On peut résumer le rachat de NIS par Gazprom Neft de la sorte :
•    vente de 51 % des parts de NIS à Gazprom pour 400 millions d’euros (56 % aujourd’hui). À côté 
de cette prise de participation majoritaire, la partie serbe ne pouvant plus disposer librement de ses 49 % ; comme les vendre sans le consentement de Gazprom.
•    Ce dernier s’engage à investir dans NIS 500 millions d’euros d’ici à 2012 et à faire face aux dettes de l’entreprise.
•    La construction du gazoduc South Stream à travers la Serbie d’ici fin 2015.
•    La modernisation et l’agrandissement du réservoir de gaz souterrain Banatski Dvor en Voïvodine. Cela permettra de stocker jusqu’à 300 millions de m3 de gaz. Avec la possession de NIS, principale entreprise serbe, Gazprom va contrôler indirectement un peu plus de 10 % du budget de la modeste Serbie.
Le Président russe s’est lui-même engagé sur ce dossier. « Le volume total des investissements russes en Serbie a dépassé 3 milliards de dollars.
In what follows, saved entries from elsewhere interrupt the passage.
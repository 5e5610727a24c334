use std::fmt;

/// Packed sequence of bits, most significant bit of each byte first.
///
/// Serves both as a single code word and as an encoded stream.
#[derive(Default, Debug, Clone, PartialEq, Eq, Hash)]
pub struct BitVec {
    bits: Vec<u8>,
    bit_count: usize,
}

impl BitVec {
    pub fn new() -> Self {
        BitVec {
            bits: Vec::new(),
            bit_count: 0,
        }
    }

    pub fn as_bytes(&self) -> &[u8] {
        &self.bits
    }

    pub fn len(&self) -> usize {
        self.bit_count
    }

    pub fn is_empty(&self) -> bool {
        self.bit_count == 0
    }

    pub fn push_bit(&mut self, bit: bool) {
        let byte_index = self.bit_count / 8;
        let bit_offset = self.bit_count % 8;

        if byte_index >= self.bits.len() {
            self.bits.push(0);
        }

        if bit {
            self.bits[byte_index] |= 1 << (7 - bit_offset);
        }

        self.bit_count += 1;
    }

    /// Append every bit of `other`.
    pub fn push_bits(&mut self, other: &BitVec) {
        for bit in other.iter() {
            self.push_bit(bit);
        }
    }

    pub fn get(&self, index: usize) -> Option<bool> {
        if index >= self.bit_count {
            return None;
        }
        Some(self.bits[index / 8] & (1 << (7 - index % 8)) != 0)
    }

    pub fn iter(&self) -> impl Iterator<Item = bool> + '_ {
        (0..self.bit_count).map(move |i| self.bits[i / 8] & (1 << (7 - i % 8)) != 0)
    }

    /// True when `prefix` is a (not necessarily proper) prefix of `self`.
    pub fn starts_with(&self, prefix: &BitVec) -> bool {
        prefix.len() <= self.len() && prefix.iter().zip(self.iter()).all(|(a, b)| a == b)
    }
}

impl From<(usize, Vec<u8>)> for BitVec {
    fn from((bit_count, mut bits): (usize, Vec<u8>)) -> Self {
        bits.resize(bit_count.div_ceil(8), 0);
        // clear padding so equality only depends on the first bit_count bits
        if bit_count % 8 != 0 {
            if let Some(last) = bits.last_mut() {
                *last &= 0xFFu8 << (8 - bit_count % 8);
            }
        }
        BitVec { bits, bit_count }
    }
}

impl FromIterator<bool> for BitVec {
    fn from_iter<I: IntoIterator<Item = bool>>(iter: I) -> Self {
        let mut bit_vec = BitVec::new();
        for bit in iter {
            bit_vec.push_bit(bit);
        }
        bit_vec
    }
}

impl fmt::Display for BitVec {
    fn fmt(&self, f: &mut fmt::Formatter<'_>) -> fmt::Result {
        for bit in self.iter() {
            f.write_str(if bit { "1" } else { "0" })?;
        }
        Ok(())
    }
}
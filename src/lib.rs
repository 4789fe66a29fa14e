//! # Word Ladder
//!
//! Finds every shortest word ladder between two words of equal length.
//! Each rung of a ladder is a dictionary word that differs from the previous
//! one in exactly one position.
//!
//! The word graph is implicit: neighbors are generated by substituting each
//! letter in turn and asking the dictionary. A layered breadth-first search
//! keeps only the edges that move one layer closer to the target, and a
//! backtracking pass over those edges lists every shortest ladder.

pub mod dictionary;
pub mod error;
pub mod frontier;
pub mod ladder;
pub mod solver;
pub mod word;

pub use dictionary::{Dictionary, Lexicon};
pub use error::{LadderError, Result};
pub use frontier::{build_layers, EdgeMap, FrontierState, LayeredFrontier};
pub use ladder::{enumerate_ladders, Ladder};
pub use solver::{find_all_shortest_ladders, LadderReport, LadderSolver};
pub use word::ALPHABET;

/// Load the dictionary bundled with the crate.
pub fn load_dictionary() -> Dictionary {
    Dictionary::embedded()
}
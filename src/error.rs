//! Error types for the dictionary loader and the command-line front end.
//!
//! The ladder search itself never fails: an empty result means no ladder
//! exists. Errors only arise where the crate touches the outside world.

use std::path::PathBuf;
use thiserror::Error;

#[derive(Error, Debug)]
pub enum LadderError {
    #[error("failed to read dictionary {}: {source}", .path.display())]
    Io {
        path: PathBuf,
        #[source]
        source: std::io::Error,
    },
    #[error("dictionary {} contains no usable words", .path.display())]
    EmptyDictionary { path: PathBuf },
    #[error("invalid word {0:?}: only the letters a-z are allowed")]
    InvalidWord(String),
    #[error("terminal I/O failed: {0}")]
    Terminal(#[from] std::io::Error),
    #[error("words must have the same length: {start:?} has {}, {end:?} has {}", .start.len(), .end.len())]
    LengthMismatch { start: String, end: String },
}

pub type Result<T> = std::result::Result<T, LadderError>;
Ces fonds sont avant tout placés dans le secteur énergétique qui revêt une importance stratégique. La compagnie serbe NIS est un bon exemple du succès de la coopération russo-serbe. NIS s’est transformée de société déficitaire en donateur principal du budget national serbe. La réalisation du projet South Stream doit rapporter plus de 2 milliards d’euros de nouveaux investissements à la Serbie et renforcer la sécurité énergétique du pays » a indiqué Vladimir Poutine au quotidien serbe Politika.
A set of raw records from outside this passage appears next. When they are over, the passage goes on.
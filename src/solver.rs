//! Shortest word ladder search.
//!
//! The search runs in two phases. A layered breadth-first expansion records
//! only the edges that advance one layer, then a depth-bounded backtracking
//! pass walks those edges to list every shortest ladder.

use crate::dictionary::Lexicon;
use crate::frontier::{build_layers, FrontierState};
use crate::ladder::{enumerate_ladders, Ladder};
use std::collections::BTreeSet;
use std::time::{Duration, Instant};
use tracing::{debug, info};

/// Result of a single search, with the statistics behind it.
#[derive(Debug, Clone)]
pub struct LadderReport {
    pub ladders: BTreeSet<Ladder>,
    /// Substitutions per ladder when found.
    pub layers: usize,
    pub state: FrontierState,
    /// Edges recorded by the breadth-first phase.
    pub edges: usize,
    /// Words discovered by the breadth-first phase.
    pub visited: usize,
    pub elapsed: Duration,
}

impl LadderReport {
    pub fn is_found(&self) -> bool {
        !self.ladders.is_empty()
    }

    /// Words per ladder, if any ladder exists.
    pub fn shortest_length(&self) -> Option<usize> {
        self.ladders.first().map(Ladder::len)
    }

    fn empty(state: FrontierState, started: Instant) -> Self {
        Self {
            ladders: BTreeSet::new(),
            layers: 0,
            state,
            edges: 0,
            visited: 0,
            elapsed: started.elapsed(),
        }
    }
}

/// Find every shortest ladder from `start` to `end`.
///
/// Words of different lengths have no ladder. Identical words yield the
/// one-word ladder. The start word does not need to be in the dictionary;
/// the end word is always accepted as a final rung.
pub fn find_all_shortest_ladders<L>(start: &str, end: &str, lexicon: &L) -> BTreeSet<Ladder>
where
    L: Lexicon + Sync + ?Sized,
{
    search(start, end, lexicon, true).ladders
}

fn search<L>(start: &str, end: &str, lexicon: &L, parallel: bool) -> LadderReport
where
    L: Lexicon + Sync + ?Sized,
{
    let started = Instant::now();

    if start.len() != end.len() {
        debug!(start, end, "length mismatch, no ladder");
        return LadderReport::empty(FrontierState::Exhausted, started);
    }

    if start == end {
        debug!(start, "identical words");
        let mut report = LadderReport::empty(FrontierState::Found, started);
        report.ladders.insert(Ladder::new(vec![start.to_string()]));
        report.visited = 1;
        return report;
    }

    let frontier = build_layers(start, end, lexicon, parallel);
    let ladders = match (frontier.state, frontier.layers.checked_sub(1)) {
        (FrontierState::Found, Some(depth)) => {
            enumerate_ladders(&frontier.edges, depth, start, end)
        }
        _ => BTreeSet::new(),
    };

    let report = LadderReport {
        ladders,
        layers: frontier.layers,
        state: frontier.state,
        edges: frontier.edges.edge_count(),
        visited: frontier.visited,
        elapsed: started.elapsed(),
    };
    info!(
        start,
        end,
        ladders = report.ladders.len(),
        steps = report.layers,
        visited = report.visited,
        elapsed = ?report.elapsed,
        "search finished"
    );
    report
}

/// A reusable solver bound to one dictionary.
#[derive(Debug, Clone)]
pub struct LadderSolver<L> {
    lexicon: L,
    parallel: bool,
}

impl<L: Lexicon + Sync> LadderSolver<L> {
    pub fn new(lexicon: L) -> Self {
        Self {
            lexicon,
            parallel: true,
        }
    }

    /// Toggle rayon expansion of each layer. On by default.
    pub fn set_parallel(&mut self, enabled: bool) {
        self.parallel = enabled;
    }

    pub fn is_parallel(&self) -> bool {
        self.parallel
    }

    pub fn lexicon(&self) -> &L {
        &self.lexicon
    }

    pub fn solve(&self, start: &str, end: &str) -> LadderReport {
        search(start, end, &self.lexicon, self.parallel)
    }

    pub fn find_ladders(&self, start: &str, end: &str) -> BTreeSet<Ladder> {
        self.solve(start, end).ladders
    }
}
Un achat et de nombreux investissements mis en avant
Sur le plan économique, Gazprom a proposé une solution d’ensemble à la Serbie. Ce n’est pas seulement une prise de participation de Gazprom dans l’entreprise dénommée Nis, mais bien tout un projet qui a été vendu avec, à savoir South Stream à ce moment-là, promettant de nombreux emplois, des investissements dans de nombreux secteurs et la sécurité énergétique. La Russie veut faire de la Serbie un pays de transit, qui pourrait remplacer d’ici 2019 l’Ukraine. En effet, au-delà des tensions politiques à la suite du coup d’État de Maïdan, la Russie souhaite contourner l’Ukraine depuis la « Révolution Orange » de 2006, suite aux problèmes d’acheminement gaz entre 2006 et 2009.
En raison de son statut d’État de transit, la Serbie aurait dû toucher 150 à 300 millions d’euros par an. À la suite de cet achat, une polémique est intervenue en Serbie, notamment sur la non-transparence de l’appel d’offres, l'entreprise russe aurait été privilégiée selon certains, notamment les courants européistes de Belgrade

Des intérêts politiques

Pour Gazprom
L’entreprise russe effectue avec ce rachat un retour fracassant dans le Sud-est européen et permet de contrer la présence américaine et de Bruxelles dans cette région depuis le démantèlement de la Yougoslavie. La Russie souhaite ainsi avoir accès aux mers chaudes, au carrefour énergétique qu’est la région, mais aussi s’appuyer sur des pays orthodoxes – dont la Serbie – afin de disposer d’alliés en Europe, notamment en période de sanctions. Par ailleurs, elle peut contraindre toujours plus via son gaz, les pays de l’Union européenne en les toujours plus dépendants du gaz russe.

Pour la Serbie
Avec ce rachat par la Russie, la Serbie obtient une sécurité énergétique assurée via la première entreprise exploitante de gaz au monde et donc une sécurité énergétique. Les coûts du gaz seront maintenus bas – en dessous du cours du marché – pendant 25 ans, des investissements dans les vieilles infrastructures du pays, mais surtout un soutien diplomatique et économique pour la non-reconnaissance de la province sécessionniste du Kosovo.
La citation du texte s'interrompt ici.